I find this confusing, you are ignoring an onlink prefix because of auto
configuration? That is IPv4 thinking. In IPv6 they are supposed to be
decoupled.

But in any case, ignoring an onlink prefix should be safe from an
interoperability point of view. Without the prefix you have to send
the traffic to the default router, which will send redirects. So slightly
less efficient but no big deal.

What I really don't understand is that if you implement RFC 4861 (ND)
and you get a PIO option with the A bit clear, that you would drop that
prefix because the address configuration that you are not doing anyhow
would not allow it.

To me that seems like a completely perverse reading of RFC 4861. Maybe
the host requirements RFC should clarify this issue. 
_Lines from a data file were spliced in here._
use std::fs::{File, OpenOptions};
use std::io::{Read, Seek, SeekFrom, Write};
use std::path::Path;
use std::sync::atomic::{AtomicU32, Ordering};

use parking_lot::Mutex;

use crate::common::{PageId, Result, PAGE_SIZE};

/// DiskManager reads and writes fixed-size pages against a single database
/// file and hands out monotonically increasing page ids. Reads past the end
/// of the file yield zeroed bytes, so freshly allocated pages need no
/// eager write.
pub struct DiskManager {
    db_file: Mutex<File>,
    /// Next page id to hand out; seeded from the file length on open
    next_page_id: AtomicU32,
    /// Number of page reads performed
    num_reads: AtomicU32,
    /// Number of page writes performed
    num_writes: AtomicU32,
}

impl DiskManager {
    /// Opens (or creates) the database file at `db_path`.
    pub fn new<P: AsRef<Path>>(db_path: P) -> Result<Self> {
        let file = OpenOptions::new()
            .read(true)
            .write(true)
            .create(true)
            .truncate(false)
            .open(db_path)?;

        let num_pages = (file.metadata()?.len() / PAGE_SIZE as u64) as u32;

        Ok(Self {
            db_file: Mutex::new(file),
            next_page_id: AtomicU32::new(num_pages),
            num_reads: AtomicU32::new(0),
            num_writes: AtomicU32::new(0),
        })
    }

    /// Reads the page into the provided PAGE_SIZE buffer. Bytes beyond the
    /// end of the file read as zero.
    pub fn read_page(&self, page_id: PageId, data: &mut [u8]) -> Result<()> {
        assert_eq!(data.len(), PAGE_SIZE, "buffer must be PAGE_SIZE bytes");

        let offset = page_id.as_u32() as u64 * PAGE_SIZE as u64;
        let mut file = self.db_file.lock();
        file.seek(SeekFrom::Start(offset))?;

        let mut filled = 0;
        while filled < PAGE_SIZE {
            let n = file.read(&mut data[filled..])?;
            if n == 0 {
                break;
            }
            filled += n;
        }
        data[filled..].fill(0);

        self.num_reads.fetch_add(1, Ordering::Relaxed);
        Ok(())
    }

    /// Writes a full page from the provided buffer.
    pub fn write_page(&self, page_id: PageId, data: &[u8]) -> Result<()> {
        assert_eq!(data.len(), PAGE_SIZE, "buffer must be PAGE_SIZE bytes");

        let offset = page_id.as_u32() as u64 * PAGE_SIZE as u64;
        let mut file = self.db_file.lock();
        file.seek(SeekFrom::Start(offset))?;
        file.write_all(data)?;
        file.flush()?;

        self.num_writes.fetch_add(1, Ordering::Relaxed);
        Ok(())
    }

    /// Hands out the next page id. Ids are never reused.
    pub fn allocate_page(&self) -> PageId {
        PageId::new(self.next_page_id.fetch_add(1, Ordering::SeqCst))
    }

    /// Logical deallocation only; the id space is monotonic.
    pub fn deallocate_page(&self, _page_id: PageId) {}

    pub fn num_pages(&self) -> u32 {
        self.next_page_id.load(Ordering::Relaxed)
    }

    pub fn num_reads(&self) -> u32 {
        self.num_reads.load(Ordering::Relaxed)
    }

    pub fn num_writes(&self) -> u32 {
        self.num_writes.load(Ordering::Relaxed)
    }

    /// Forces file contents to stable storage.
    pub fn sync(&self) -> Result<()> {
        self.db_file.lock().sync_all()?;
        Ok(())
    }

    pub fn shutdown(&self) {
        let _ = self.sync();
    }
}

impl Drop for DiskManager {
    fn drop(&mut self) {
        let _ = self.db_file.get_mut().sync_all();
    }
}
Note that this prefix could be used for DHCPv6. And even if you stack cannnot
use those addresses for address configuration, they may still be onlink.

Also note that RFC 4861 clearly distinguishes between onlink and 
autoconfiguration with the text: "It also assists with address
autoconfiguration as specified in [ADDRCONF], for which there may be
more restrictions on the prefix length." It would be really weird that
assume that RFC 4862 can silently update 4861 in this regard.
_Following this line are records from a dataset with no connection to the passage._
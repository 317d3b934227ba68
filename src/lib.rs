//! Quarry - the storage core of an educational disk-oriented RDBMS
//!
//! The crate covers the four subsystems under every disk-oriented database
//! engine, wired together through page pinning and a write-back dirty-bit
//! protocol:
//!
//! - **Disk layer** (`storage::disk`): page-granular file I/O
//!   - `DiskManager`: reads/writes 4 KiB pages and allocates page ids
//!   - `DiskScheduler`: worker-thread request queue with synchronous wrappers
//!
//! - **Buffer pool** (`buffer`): memory management for database pages
//!   - `BufferPoolManager`: caches pages in a fixed set of frames,
//!     enforcing pin counts and routing misses through eviction
//!   - `LruKReplacer`: LRU-K eviction policy over the unpinned frames
//!   - `FrameHeader`: per-frame metadata and page bytes
//!   - `PageGuard`: RAII pin/unpin pairing
//!
//! - **Hash container** (`container`): `ExtendibleHashTable`, the buffer
//!   pool's page table and a standalone concurrent map
//!
//! - **Index** (`index`): `BPlusTree`, a disk-resident B+ tree with point
//!   lookups, range iteration, and root tracking through the header page
//!
//! # Example
//!
//! ```rust,no_run
//! use std::sync::Arc;
//! use quarry::buffer::BufferPoolManager;
//! use quarry::index::{BPlusTree, IntegerComparator};
//! use quarry::storage::disk::DiskManager;
//! use quarry::{PageId, RecordId, SlotId};
//!
//! // A buffer pool of 100 frames with LRU-2 replacement
//! let disk_manager = Arc::new(DiskManager::new("test.db").unwrap());
//! let bpm = Arc::new(BufferPoolManager::new(100, 2, disk_manager));
//!
//! // Page 0 is the header page recording index roots
//! let (header_id, _frame) = bpm.new_page().unwrap();
//! bpm.unpin_page(header_id, false);
//!
//! let mut tree = BPlusTree::new("orders_pk", Arc::clone(&bpm), IntegerComparator, 64, 64);
//! tree.insert(42, RecordId::new(PageId::new(7), SlotId::new(0))).unwrap();
//! assert!(tree.get_value(42).unwrap().is_some());
//! bpm.flush_all_pages().unwrap();
//! ```

pub mod buffer;
pub mod common;
pub mod container;
pub mod index;
pub mod storage;

// Re-export commonly used types at the crate root
pub use common::{FrameId, IndexKey, PageId, QuarryError, RecordId, Result, SlotId};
Ah, RFC 4862 (Section 5.5.3) is even specific about this problem:
"In fact, the
"advertised length has non-trivial meaning for on-link
"determination in [RFC4861] where the sum of the prefix length and
"the interface identifier length may not be equal to 128.  Thus, it
"should be safe to validate the advertised prefix length here, in
"order to detect and avoid a configuration error specifying an
"invalid prefix length in the context of address autoconfiguration.

So this consistency check should only be done if the A bit is set.
And even then, it is not clear of RFC 4862 can change behavior specified 
by RFC 4861 without explictly saying so.